= Extracted information =
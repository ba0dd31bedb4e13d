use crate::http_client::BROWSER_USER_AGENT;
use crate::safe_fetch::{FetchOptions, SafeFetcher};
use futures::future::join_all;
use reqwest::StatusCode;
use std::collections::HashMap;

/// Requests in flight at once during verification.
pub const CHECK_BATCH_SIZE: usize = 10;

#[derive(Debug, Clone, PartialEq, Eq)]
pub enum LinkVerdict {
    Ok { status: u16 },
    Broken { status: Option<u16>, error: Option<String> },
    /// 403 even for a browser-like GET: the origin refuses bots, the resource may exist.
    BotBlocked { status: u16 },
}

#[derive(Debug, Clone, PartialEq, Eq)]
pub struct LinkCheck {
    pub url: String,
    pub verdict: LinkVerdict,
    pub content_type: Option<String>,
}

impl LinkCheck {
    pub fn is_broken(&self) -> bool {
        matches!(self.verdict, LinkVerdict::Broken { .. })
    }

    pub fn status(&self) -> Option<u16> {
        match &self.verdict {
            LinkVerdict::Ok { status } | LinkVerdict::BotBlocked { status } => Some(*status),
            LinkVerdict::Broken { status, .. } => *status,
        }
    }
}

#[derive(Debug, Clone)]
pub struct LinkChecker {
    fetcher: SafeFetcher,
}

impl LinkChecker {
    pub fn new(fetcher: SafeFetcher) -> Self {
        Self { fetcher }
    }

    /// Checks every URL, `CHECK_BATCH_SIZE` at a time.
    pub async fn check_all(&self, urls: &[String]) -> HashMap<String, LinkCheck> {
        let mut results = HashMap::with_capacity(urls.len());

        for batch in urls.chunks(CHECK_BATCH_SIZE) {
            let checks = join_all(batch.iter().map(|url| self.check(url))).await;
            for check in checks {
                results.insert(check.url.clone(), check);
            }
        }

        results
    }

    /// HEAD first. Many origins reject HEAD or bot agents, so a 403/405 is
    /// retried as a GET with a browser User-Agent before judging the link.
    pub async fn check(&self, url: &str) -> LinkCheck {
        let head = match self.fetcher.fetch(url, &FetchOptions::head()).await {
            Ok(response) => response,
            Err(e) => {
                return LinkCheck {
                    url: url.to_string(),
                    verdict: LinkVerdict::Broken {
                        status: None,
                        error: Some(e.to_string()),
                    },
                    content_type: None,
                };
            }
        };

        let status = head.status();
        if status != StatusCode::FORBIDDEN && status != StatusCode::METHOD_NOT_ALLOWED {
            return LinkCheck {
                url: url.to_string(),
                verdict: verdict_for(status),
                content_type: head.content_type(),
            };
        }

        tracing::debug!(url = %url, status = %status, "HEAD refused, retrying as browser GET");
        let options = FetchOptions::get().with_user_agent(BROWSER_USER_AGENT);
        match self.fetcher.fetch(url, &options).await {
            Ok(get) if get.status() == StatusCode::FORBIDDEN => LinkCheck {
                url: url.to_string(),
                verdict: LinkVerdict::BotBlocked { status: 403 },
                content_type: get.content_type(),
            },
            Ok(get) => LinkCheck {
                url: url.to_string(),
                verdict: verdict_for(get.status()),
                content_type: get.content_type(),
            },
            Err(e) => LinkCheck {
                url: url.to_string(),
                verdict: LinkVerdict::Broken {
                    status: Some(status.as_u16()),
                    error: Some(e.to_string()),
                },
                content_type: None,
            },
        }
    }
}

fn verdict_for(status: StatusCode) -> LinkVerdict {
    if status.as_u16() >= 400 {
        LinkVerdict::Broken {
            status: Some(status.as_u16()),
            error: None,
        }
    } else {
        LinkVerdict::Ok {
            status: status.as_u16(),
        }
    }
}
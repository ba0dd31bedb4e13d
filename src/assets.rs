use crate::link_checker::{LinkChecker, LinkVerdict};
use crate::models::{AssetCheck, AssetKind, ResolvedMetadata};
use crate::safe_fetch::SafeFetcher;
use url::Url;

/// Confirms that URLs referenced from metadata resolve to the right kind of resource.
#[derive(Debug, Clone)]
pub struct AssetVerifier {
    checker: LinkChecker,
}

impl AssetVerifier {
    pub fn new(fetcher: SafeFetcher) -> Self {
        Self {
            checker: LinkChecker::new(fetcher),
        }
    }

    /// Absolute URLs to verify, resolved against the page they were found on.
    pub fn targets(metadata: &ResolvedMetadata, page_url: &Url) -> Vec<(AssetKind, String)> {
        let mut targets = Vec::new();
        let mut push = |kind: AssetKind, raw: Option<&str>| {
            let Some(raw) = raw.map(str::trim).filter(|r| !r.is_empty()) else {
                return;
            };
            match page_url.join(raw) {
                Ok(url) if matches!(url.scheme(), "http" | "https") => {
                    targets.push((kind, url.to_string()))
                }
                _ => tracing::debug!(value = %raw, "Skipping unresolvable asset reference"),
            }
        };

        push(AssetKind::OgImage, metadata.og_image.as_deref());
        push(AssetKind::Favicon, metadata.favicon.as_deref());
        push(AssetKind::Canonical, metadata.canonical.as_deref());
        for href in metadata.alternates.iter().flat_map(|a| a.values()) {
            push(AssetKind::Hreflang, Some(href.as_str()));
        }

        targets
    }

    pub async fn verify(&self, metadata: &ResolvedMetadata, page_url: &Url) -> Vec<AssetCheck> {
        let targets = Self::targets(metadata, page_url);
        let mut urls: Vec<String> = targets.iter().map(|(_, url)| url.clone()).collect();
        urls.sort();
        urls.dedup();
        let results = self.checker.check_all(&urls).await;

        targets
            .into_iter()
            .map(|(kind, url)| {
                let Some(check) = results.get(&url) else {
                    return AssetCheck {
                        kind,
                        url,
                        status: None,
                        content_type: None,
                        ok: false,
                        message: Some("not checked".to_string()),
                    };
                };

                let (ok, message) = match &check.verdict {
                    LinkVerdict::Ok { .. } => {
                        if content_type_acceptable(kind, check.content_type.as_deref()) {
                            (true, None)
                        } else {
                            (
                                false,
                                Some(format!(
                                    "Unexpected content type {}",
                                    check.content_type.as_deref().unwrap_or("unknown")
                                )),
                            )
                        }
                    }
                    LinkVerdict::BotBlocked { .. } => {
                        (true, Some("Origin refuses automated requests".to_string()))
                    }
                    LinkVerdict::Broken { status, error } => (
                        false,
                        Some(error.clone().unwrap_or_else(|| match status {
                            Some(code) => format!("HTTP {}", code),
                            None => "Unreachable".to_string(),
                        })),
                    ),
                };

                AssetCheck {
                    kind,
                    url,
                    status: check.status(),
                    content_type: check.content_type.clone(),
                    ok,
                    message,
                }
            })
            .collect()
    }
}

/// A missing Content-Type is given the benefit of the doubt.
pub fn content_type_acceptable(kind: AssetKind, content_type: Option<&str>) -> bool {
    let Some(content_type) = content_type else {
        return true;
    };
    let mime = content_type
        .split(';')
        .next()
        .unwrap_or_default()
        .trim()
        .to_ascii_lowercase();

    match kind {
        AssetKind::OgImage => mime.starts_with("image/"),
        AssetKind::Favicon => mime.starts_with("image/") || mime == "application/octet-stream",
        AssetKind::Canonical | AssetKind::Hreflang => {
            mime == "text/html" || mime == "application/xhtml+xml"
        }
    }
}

= Goal of the exercise =
Reading through the preceding records, tally each line that holds the word "error" and give the tally by itself.

= Completed task =
6